*Work request*.
Lines with the word "enum" in them are the ones to copy from the records.

━━━ Data shown

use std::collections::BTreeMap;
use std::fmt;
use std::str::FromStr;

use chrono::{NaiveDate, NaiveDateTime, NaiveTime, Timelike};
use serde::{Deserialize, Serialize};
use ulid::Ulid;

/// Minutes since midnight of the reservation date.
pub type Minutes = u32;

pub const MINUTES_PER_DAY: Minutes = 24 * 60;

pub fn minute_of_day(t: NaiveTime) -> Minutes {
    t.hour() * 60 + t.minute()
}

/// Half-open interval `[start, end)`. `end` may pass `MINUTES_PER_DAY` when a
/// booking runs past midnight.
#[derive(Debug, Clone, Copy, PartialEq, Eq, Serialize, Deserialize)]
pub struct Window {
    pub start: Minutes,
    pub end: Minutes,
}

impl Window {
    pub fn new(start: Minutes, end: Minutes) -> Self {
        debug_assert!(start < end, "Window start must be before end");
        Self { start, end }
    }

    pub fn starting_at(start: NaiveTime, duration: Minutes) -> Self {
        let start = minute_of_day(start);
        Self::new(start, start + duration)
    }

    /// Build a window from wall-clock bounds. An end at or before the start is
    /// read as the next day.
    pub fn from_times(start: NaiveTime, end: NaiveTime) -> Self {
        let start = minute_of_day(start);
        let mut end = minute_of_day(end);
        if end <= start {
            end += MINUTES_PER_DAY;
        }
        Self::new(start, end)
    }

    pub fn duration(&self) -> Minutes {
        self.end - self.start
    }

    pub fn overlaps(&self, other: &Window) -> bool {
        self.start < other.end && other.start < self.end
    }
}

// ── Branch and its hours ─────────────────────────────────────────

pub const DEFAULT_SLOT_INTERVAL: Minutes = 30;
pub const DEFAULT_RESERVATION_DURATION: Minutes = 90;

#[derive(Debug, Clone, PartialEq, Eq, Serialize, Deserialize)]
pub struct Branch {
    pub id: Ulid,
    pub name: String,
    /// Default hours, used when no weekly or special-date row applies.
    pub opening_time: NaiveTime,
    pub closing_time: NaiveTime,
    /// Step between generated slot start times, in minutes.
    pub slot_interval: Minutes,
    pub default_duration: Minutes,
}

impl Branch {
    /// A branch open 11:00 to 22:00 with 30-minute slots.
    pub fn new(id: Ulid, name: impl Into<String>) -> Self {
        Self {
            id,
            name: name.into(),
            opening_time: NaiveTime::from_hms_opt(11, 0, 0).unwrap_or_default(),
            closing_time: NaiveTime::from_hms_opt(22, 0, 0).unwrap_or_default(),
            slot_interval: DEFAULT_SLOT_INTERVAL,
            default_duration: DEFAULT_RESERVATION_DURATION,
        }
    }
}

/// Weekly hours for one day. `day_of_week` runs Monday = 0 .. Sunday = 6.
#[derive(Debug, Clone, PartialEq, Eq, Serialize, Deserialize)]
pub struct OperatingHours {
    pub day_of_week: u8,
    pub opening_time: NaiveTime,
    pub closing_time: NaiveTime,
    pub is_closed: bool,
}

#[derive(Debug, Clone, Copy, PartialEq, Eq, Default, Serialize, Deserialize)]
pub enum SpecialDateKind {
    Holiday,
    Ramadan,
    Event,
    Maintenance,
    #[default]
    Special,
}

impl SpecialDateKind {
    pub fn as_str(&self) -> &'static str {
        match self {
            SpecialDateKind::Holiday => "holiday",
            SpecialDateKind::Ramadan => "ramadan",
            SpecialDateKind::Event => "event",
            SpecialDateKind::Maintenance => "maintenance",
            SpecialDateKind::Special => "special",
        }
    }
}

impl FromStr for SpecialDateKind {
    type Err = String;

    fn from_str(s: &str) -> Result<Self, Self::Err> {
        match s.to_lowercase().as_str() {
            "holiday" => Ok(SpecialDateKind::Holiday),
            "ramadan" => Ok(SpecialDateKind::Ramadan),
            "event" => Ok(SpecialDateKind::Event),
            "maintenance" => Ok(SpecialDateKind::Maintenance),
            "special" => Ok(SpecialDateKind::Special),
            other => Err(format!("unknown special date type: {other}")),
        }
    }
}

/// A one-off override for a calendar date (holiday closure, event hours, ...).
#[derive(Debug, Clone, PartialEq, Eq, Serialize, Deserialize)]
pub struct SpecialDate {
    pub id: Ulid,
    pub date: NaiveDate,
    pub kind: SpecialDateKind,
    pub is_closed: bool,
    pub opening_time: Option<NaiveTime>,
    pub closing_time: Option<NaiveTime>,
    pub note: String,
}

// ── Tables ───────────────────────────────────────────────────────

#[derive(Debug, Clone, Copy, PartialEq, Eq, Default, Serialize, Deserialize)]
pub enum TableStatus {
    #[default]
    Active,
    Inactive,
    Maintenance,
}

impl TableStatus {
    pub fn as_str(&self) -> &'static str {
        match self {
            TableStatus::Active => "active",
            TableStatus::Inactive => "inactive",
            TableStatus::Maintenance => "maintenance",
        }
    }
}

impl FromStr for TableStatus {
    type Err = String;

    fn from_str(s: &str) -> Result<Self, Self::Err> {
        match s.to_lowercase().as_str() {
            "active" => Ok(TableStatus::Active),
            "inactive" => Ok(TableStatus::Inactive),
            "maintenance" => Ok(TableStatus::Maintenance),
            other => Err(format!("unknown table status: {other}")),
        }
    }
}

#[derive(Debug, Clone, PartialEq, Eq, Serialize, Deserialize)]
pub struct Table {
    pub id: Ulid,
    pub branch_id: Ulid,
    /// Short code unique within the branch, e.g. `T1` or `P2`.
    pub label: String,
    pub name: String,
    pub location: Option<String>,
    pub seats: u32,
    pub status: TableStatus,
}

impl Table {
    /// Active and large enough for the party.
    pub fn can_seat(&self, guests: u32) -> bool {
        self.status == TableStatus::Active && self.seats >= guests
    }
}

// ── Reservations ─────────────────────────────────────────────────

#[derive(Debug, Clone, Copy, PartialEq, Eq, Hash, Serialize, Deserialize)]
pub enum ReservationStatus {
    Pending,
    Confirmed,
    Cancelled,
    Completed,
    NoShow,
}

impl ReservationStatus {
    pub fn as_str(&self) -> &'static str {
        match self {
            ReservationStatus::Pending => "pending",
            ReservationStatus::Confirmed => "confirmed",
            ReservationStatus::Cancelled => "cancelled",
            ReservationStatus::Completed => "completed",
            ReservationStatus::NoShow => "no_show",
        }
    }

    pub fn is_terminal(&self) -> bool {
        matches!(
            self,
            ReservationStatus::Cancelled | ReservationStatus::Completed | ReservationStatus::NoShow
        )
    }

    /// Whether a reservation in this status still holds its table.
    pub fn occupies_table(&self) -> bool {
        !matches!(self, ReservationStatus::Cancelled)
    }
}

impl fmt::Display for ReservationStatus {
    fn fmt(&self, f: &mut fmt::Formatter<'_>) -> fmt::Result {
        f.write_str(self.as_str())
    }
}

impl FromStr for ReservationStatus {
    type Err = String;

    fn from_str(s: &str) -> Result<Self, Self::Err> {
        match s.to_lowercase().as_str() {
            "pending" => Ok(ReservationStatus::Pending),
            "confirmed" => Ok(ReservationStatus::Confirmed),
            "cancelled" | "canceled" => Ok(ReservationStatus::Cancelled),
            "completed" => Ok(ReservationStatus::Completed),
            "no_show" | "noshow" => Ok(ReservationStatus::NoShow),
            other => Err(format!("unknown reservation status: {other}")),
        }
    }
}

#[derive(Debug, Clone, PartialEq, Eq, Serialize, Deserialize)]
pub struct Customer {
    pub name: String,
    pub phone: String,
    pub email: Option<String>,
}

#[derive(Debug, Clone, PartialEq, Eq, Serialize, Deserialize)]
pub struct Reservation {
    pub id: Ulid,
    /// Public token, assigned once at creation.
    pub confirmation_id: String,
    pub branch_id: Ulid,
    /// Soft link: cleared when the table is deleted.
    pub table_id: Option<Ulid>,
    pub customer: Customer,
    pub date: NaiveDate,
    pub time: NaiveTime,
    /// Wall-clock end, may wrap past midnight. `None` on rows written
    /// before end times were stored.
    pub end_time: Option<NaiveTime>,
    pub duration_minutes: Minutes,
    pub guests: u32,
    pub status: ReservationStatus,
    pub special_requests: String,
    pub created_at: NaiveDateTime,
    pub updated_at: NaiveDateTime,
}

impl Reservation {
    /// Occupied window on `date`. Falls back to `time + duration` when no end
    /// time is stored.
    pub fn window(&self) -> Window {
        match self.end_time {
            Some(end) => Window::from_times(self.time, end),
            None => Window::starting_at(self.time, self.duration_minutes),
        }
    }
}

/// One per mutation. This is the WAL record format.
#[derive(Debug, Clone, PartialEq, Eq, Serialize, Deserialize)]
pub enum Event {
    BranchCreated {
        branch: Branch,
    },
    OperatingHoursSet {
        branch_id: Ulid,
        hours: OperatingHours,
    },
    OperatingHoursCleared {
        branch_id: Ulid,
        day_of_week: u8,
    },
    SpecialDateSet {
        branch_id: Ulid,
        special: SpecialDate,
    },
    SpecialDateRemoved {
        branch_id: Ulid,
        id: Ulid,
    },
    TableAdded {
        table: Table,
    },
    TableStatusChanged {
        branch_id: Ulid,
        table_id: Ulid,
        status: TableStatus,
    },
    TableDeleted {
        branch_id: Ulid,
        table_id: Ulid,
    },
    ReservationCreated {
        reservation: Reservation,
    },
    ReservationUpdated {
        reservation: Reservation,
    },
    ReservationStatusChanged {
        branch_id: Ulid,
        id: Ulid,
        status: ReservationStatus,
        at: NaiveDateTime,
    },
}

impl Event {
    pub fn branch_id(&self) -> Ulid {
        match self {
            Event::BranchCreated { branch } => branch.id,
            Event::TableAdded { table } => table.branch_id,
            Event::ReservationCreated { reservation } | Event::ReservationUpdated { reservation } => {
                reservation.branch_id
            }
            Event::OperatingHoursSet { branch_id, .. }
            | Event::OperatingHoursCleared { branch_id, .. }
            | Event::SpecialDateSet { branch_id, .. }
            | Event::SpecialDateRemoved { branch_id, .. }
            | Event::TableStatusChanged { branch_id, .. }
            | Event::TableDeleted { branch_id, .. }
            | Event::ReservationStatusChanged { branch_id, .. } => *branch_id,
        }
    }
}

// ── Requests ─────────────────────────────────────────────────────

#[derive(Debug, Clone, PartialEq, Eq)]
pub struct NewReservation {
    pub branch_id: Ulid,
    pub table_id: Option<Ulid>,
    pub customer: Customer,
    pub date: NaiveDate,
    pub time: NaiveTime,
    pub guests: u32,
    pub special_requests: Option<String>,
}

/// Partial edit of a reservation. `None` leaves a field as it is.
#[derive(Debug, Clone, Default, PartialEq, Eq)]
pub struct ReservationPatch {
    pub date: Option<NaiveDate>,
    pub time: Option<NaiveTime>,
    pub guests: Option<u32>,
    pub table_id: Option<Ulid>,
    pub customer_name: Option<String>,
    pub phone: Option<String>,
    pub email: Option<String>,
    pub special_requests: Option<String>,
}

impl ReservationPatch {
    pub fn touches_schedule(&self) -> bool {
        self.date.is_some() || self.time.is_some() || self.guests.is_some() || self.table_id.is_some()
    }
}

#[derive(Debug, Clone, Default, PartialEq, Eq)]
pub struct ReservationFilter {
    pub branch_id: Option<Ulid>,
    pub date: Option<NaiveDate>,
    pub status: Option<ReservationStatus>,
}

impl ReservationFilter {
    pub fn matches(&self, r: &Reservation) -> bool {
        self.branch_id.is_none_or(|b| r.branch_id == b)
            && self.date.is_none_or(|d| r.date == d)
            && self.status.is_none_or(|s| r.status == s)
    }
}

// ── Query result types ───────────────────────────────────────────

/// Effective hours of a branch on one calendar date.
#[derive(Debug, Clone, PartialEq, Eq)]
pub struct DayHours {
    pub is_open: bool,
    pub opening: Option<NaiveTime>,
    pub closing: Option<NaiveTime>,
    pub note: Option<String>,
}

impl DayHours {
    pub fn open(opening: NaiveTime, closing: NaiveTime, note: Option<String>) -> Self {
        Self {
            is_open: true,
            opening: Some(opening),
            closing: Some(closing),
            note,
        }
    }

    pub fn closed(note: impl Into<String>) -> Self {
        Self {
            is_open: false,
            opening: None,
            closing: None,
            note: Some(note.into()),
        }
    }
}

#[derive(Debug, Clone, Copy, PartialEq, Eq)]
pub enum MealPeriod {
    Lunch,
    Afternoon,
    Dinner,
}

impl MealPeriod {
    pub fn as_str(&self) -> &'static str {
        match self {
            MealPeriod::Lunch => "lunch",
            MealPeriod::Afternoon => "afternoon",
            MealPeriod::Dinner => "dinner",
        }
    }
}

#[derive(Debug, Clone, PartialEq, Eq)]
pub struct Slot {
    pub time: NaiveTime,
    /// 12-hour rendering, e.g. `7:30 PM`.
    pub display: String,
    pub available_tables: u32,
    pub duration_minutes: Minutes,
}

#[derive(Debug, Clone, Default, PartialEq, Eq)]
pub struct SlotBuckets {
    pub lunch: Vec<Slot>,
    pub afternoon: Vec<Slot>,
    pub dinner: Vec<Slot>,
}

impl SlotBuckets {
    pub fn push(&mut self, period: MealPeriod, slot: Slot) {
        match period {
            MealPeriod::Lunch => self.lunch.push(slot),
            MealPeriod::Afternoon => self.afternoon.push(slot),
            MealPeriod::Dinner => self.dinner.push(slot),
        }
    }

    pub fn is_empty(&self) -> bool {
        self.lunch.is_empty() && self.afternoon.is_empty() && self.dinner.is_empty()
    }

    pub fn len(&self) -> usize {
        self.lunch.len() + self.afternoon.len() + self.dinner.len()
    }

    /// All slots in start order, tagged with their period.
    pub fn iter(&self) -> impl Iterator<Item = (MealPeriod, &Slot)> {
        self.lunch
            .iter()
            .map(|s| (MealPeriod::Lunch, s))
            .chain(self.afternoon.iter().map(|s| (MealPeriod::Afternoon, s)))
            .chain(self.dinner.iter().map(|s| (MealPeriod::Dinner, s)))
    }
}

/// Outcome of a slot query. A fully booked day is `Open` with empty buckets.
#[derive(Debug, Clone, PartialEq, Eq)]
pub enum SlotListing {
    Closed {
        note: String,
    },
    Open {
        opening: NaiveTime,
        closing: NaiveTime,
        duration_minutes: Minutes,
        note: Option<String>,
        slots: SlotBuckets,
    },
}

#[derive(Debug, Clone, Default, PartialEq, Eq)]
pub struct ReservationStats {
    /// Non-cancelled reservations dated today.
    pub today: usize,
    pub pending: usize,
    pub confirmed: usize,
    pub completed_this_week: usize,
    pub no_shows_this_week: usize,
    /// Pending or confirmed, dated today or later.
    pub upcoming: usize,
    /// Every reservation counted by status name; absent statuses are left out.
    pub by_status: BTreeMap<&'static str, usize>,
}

━━━━━━

*Your response*.
pub enum SpecialDateKind {
pub enum TableStatus {
pub enum ReservationStatus {
pub enum Event {
pub enum MealPeriod {
pub enum SlotListing {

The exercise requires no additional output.